35. Mystery items you can’t identify
If you can’t remember where it came from or what it does, it definitely has no business being in a home you’re trying to sell. If you can’t identify it, neither can a buyer, and that’s just a distraction you don’t need.
36. Visible pet bedding, cages, or litter areas
Pets are family. But not every buyer shares that feeling, and some are genuinely put off by visible signs of animals in the home. Move pet areas out of sight for viewings, and make sure there’s no lingering smell because that one matters more than almost anything on this list.
37. Old nail holes and wall damage left exposed
A nail hole is a five-minute fix with some putty and paint. Left exposed, it reads as neglect. Buyers will find every one of them and add it to their mental list of things that need attention.
READ: 30 Survival Tips for Homeowners
38. Water stains or peeling paint on walls and ceilings
Water stains trigger one question in every buyer’s mind: is there still a leak? Even if it’s been fixed, an untreated stain suggests it hasn’t been. Paint over it. It’s worth the cost.
39. Cracked pots and planters by the entrance
The entrance is the first impression and the last one; buyers see it when they arrive and when they leave. Cracked or weathered pots make an otherwise nice frontage look unmaintained. Replace them or remove them.

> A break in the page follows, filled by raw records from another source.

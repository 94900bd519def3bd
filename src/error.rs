//! Error taxonomy for the invocation layer
//!
//! Every failure this crate surfaces is one of the kinds below. Each kind
//! carries a fixed HTTP status, a stable machine-readable code, and a
//! retryability hint. The boundary module renders instances into
//! client-safe responses; nothing outside this enum ever reaches a client.

use std::time::Duration;

use thiserror::Error;

/// Result type alias for the invocation layer
pub type Result<T> = std::result::Result<T, InvokeError>;

/// Main error type for the invocation layer
#[derive(Debug, Clone, Error)]
pub enum InvokeError {
    /// Request shape or content violated a schema
    #[error("Validation failed: {details}")]
    Validation { details: String },

    /// A named external dependency failed or timed out
    #[error("{message}")]
    ExternalApi { service: String, message: String },

    /// A client exhausted its admission budget
    #[error("Too many requests, please try again later")]
    RateLimited {
        retry_after: Duration,
        limit: u32,
        window: Duration,
    },

    /// A referenced entity does not exist
    #[error("{entity} not found")]
    NotFound { entity: String },

    /// Missing or invalid credentials
    #[error("{message}")]
    Unauthorized { message: String },

    /// Valid credentials without sufficient permission
    #[error("{message}")]
    Forbidden { message: String },

    /// A named external dependency is known to be down
    #[error("{service} is currently unavailable")]
    ServiceUnavailable { service: String },

    /// An anticipated server-side failure with a coded shape
    #[error("{message}")]
    Internal { message: String },

    /// Invalid retry/admission/cache configuration supplied by a call site
    #[error("configuration error: {message}")]
    Config { message: String },

    /// Uncoded catch-all for unanticipated failures
    #[error("{0}")]
    Other(String),
}

impl InvokeError {
    /// Validation failure from a list of per-field violation messages.
    pub fn validation<I, S>(violations: I) -> Self
    where
        I: IntoIterator<Item = S>,
        S: Into<String>,
    {
        let details = violations
            .into_iter()
            .map(Into::into)
            .collect::<Vec<_>>()
            .join("; ");
        Self::Validation { details }
    }

    /// Failure reported by a named external dependency.
    pub fn external(service: impl Into<String>, message: impl Into<String>) -> Self {
        Self::ExternalApi {
            service: service.into(),
            message: message.into(),
        }
    }

    /// Timeout-shaped external failure. The message states the elapsed
    /// bound so callers can tell a timeout from an upstream rejection.
    pub fn timeout(service: impl Into<String>, elapsed: Duration) -> Self {
        let service = service.into();
        let message = format!(
            "{} did not respond within {}ms",
            service,
            elapsed.as_millis()
        );
        Self::ExternalApi { service, message }
    }

    pub fn rate_limited(retry_after: Duration, limit: u32, window: Duration) -> Self {
        Self::RateLimited {
            retry_after,
            limit,
            window,
        }
    }

    pub fn not_found(entity: impl Into<String>) -> Self {
        Self::NotFound {
            entity: entity.into(),
        }
    }

    pub fn unauthorized(message: impl Into<String>) -> Self {
        Self::Unauthorized {
            message: message.into(),
        }
    }

    pub fn internal(message: impl Into<String>) -> Self {
        Self::Internal {
            message: message.into(),
        }
    }

    pub fn config(message: impl Into<String>) -> Self {
        Self::Config {
            message: message.into(),
        }
    }

    /// HTTP status the boundary assigns to this kind.
    pub fn status_code(&self) -> u16 {
        match self {
            Self::Validation { .. } => 400,
            Self::Unauthorized { .. } => 401,
            Self::Forbidden { .. } => 403,
            Self::NotFound { .. } => 404,
            Self::RateLimited { .. } => 429,
            Self::Internal { .. } | Self::Config { .. } | Self::Other(_) => 500,
            Self::ExternalApi { .. } => 502,
            Self::ServiceUnavailable { .. } => 503,
        }
    }

    /// Stable machine-readable tag; `None` for the uncoded catch-all.
    pub fn error_code(&self) -> Option<&'static str> {
        match self {
            Self::Validation { .. } => Some("VALIDATION_ERROR"),
            Self::ExternalApi { .. } => Some("EXTERNAL_API_ERROR"),
            Self::RateLimited { .. } => Some("RATE_LIMIT_ERROR"),
            Self::NotFound { .. } => Some("NOT_FOUND"),
            Self::Unauthorized { .. } => Some("UNAUTHORIZED"),
            Self::Forbidden { .. } => Some("FORBIDDEN"),
            Self::ServiceUnavailable { .. } => Some("SERVICE_UNAVAILABLE"),
            Self::Internal { .. } => Some("INTERNAL_ERROR"),
            Self::Config { .. } => Some("CONFIG_ERROR"),
            Self::Other(_) => None,
        }
    }

    /// Hint for clients: whether re-submitting the request may succeed.
    ///
    /// This is surfaced as response metadata only; the executor retries on
    /// its own attempt budget regardless of this flag.
    pub fn retryable(&self) -> bool {
        match self {
            Self::ExternalApi { .. }
            | Self::ServiceUnavailable { .. }
            | Self::RateLimited { .. } => true,
            Self::Validation { .. }
            | Self::Unauthorized { .. }
            | Self::Forbidden { .. }
            | Self::NotFound { .. }
            | Self::Internal { .. }
            | Self::Config { .. }
            | Self::Other(_) => false,
        }
    }

    /// Whether this is an anticipated failure mode, as opposed to a
    /// programming or configuration defect.
    pub fn is_operational(&self) -> bool {
        !matches!(
            self,
            Self::Internal { .. } | Self::Config { .. } | Self::Other(_)
        )
    }

    /// Duration after which a rate-limited client may try again.
    pub fn retry_after(&self) -> Option<Duration> {
        match self {
            Self::RateLimited { retry_after, .. } => Some(*retry_after),
            _ => None,
        }
    }
}

impl From<serde_json::Error> for InvokeError {
    fn from(err: serde_json::Error) -> Self {
        Self::Internal {
            message: format!("serialization failed: {err}"),
        }
    }
}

40. Hoarded items disguised as storage
Every home has a version of this: the room, the corner, the cabinet that became a holding area for things that were never really put away. Buyers see through it immediately. If it’s been sitting there untouched, it’s not storage. It’s a decision you’ve been putting off. Make it before the viewing.
Remember, what you keep takes up space physically and mentally. I’ve walked through homes where everything looked right on paper (e.g., good location, generous floor area, well-priced) and watched buyers hesitate because the space felt heavy with someone else’s life. Decluttering doesn’t erase the fact that you spent time and care in a home. But it gives the next owner room to imagine theirs. A neutral, clutter-free home is simply easier to sell. And in my experience, it also feels better to leave.